"I am so glad," said the stranger, and in a flash stepped into the hall, and shut the door behind him.

"What are you doing?" said Miss Markham. "You must not come in here like that. Go away at once!"

"I know, my dear lady, it is quite unconventional and wrong, and I can only assure you if you had not been insured against burglary I should never have come in. You may believe me that in the exercise of my profession, I have always done my best to consult the feelings of others."

"Your profession! What profession?"

"We won't give it a name. 'What's in a name?' Some of my confrères are rough and violent; I am nothing of the kind. Naturally if you began to make a noise, I should have to take some steps to prevent it. The police in this neighbourhood are few in number and quite inefficient, and I think there is no other bungalow within a quarter of a mile."

Miss Markham was now alive to the state of the case.

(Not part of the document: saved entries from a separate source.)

//! Face gallery administration

use axum::{
    extract::{Path, State},
    http::StatusCode,
    routing::{delete, get},
    Json, Router,
};
use serde::{Deserialize, Serialize};

use crate::error::ApiResult;
use crate::gallery::ProfileSummary;
use crate::AppState;

#[derive(Debug, Deserialize)]
pub struct EnrollRequest {
    pub identity_id: String,
    pub embedding: Vec<f32>,
}

#[derive(Debug, Deserialize)]
pub struct UpdateRequest {
    pub embedding: Vec<f32>,
}

#[derive(Debug, Serialize)]
pub struct EnrollResponse {
    pub profile_id: i64,
}

/// GET /gallery/profiles
pub async fn list_profiles(State(state): State<AppState>) -> ApiResult<Json<Vec<ProfileSummary>>> {
    Ok(Json(state.pipeline.gallery().profiles().await?))
}

/// POST /gallery/profiles
pub async fn enroll_profile(
    State(state): State<AppState>,
    Json(request): Json<EnrollRequest>,
) -> ApiResult<(StatusCode, Json<EnrollResponse>)> {
    let profile_id = state
        .pipeline
        .gallery()
        .enroll(&request.identity_id, &request.embedding)
        .await?;
    Ok((StatusCode::CREATED, Json(EnrollResponse { profile_id })))
}

/// PUT /gallery/profiles/:profile_id
pub async fn update_profile(
    State(state): State<AppState>,
    Path(profile_id): Path<i64>,
    Json(request): Json<UpdateRequest>,
) -> ApiResult<StatusCode> {
    state
        .pipeline
        .gallery()
        .update(profile_id, &request.embedding)
        .await?;
    Ok(StatusCode::NO_CONTENT)
}

/// DELETE /gallery/profiles/:profile_id
pub async fn remove_profile(
    State(state): State<AppState>,
    Path(profile_id): Path<i64>,
) -> ApiResult<StatusCode> {
    state.pipeline.gallery().remove(profile_id).await?;
    Ok(StatusCode::NO_CONTENT)
}

pub fn gallery_routes() -> Router<AppState> {
    Router::new()
        .route("/gallery/profiles", get(list_profiles).post(enroll_profile))
        .route(
            "/gallery/profiles/:profile_id",
            delete(remove_profile).put(update_profile),
        )
}
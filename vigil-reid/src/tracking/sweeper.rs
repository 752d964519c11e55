//! Periodic session expiry

use super::TrackingEngine;
use std::sync::Arc;
use std::time::Duration;
use tokio::time::MissedTickBehavior;
use tokio_util::sync::CancellationToken;
use tracing::{debug, info};

/// Run [`TrackingEngine::expire_stale_sessions`] every `interval` until `cancel` fires
pub async fn run_expiry_sweep(
    engine: Arc<TrackingEngine>,
    interval: Duration,
    cancel: CancellationToken,
) {
    info!(interval_secs = interval.as_secs(), "Session expiry sweep started");

    let mut ticker = tokio::time::interval(interval);
    ticker.set_missed_tick_behavior(MissedTickBehavior::Delay);
    // The first tick completes immediately
    ticker.tick().await;

    loop {
        tokio::select! {
            _ = cancel.cancelled() => break,
            _ = ticker.tick() => {
                let removed = engine.expire_stale_sessions();
                debug!(removed, active = engine.session_count(), "Expiry sweep pass");
            }
        }
    }

    info!("Session expiry sweep stopped");
}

"I think," she said, "that a police-whistle can be heard at that distance."

She raised her police-whistle just as he raised his revolver; the two hands went up together.

"Really, Miss Markham, you ought not to force me into such a totally false position. My feelings towards you are those of a chivalrous gentleman; it absolutely repels me to do anything whatever which would appear in the nature of a threat. You have put the police-whistle down? That's right. Now then we can talk about this necklace. It would be pleasanter if we sat down; we will go into the dining-room, shall we? I say the dining-room rather than the drawing-room, because I think you might possibly like to ask me to take a whisky-and-soda, and the decanters are there."

Miss Markham followed him into the dining-room; she did not ask him to take a whisky-and-soda. Notwithstanding this, he took it.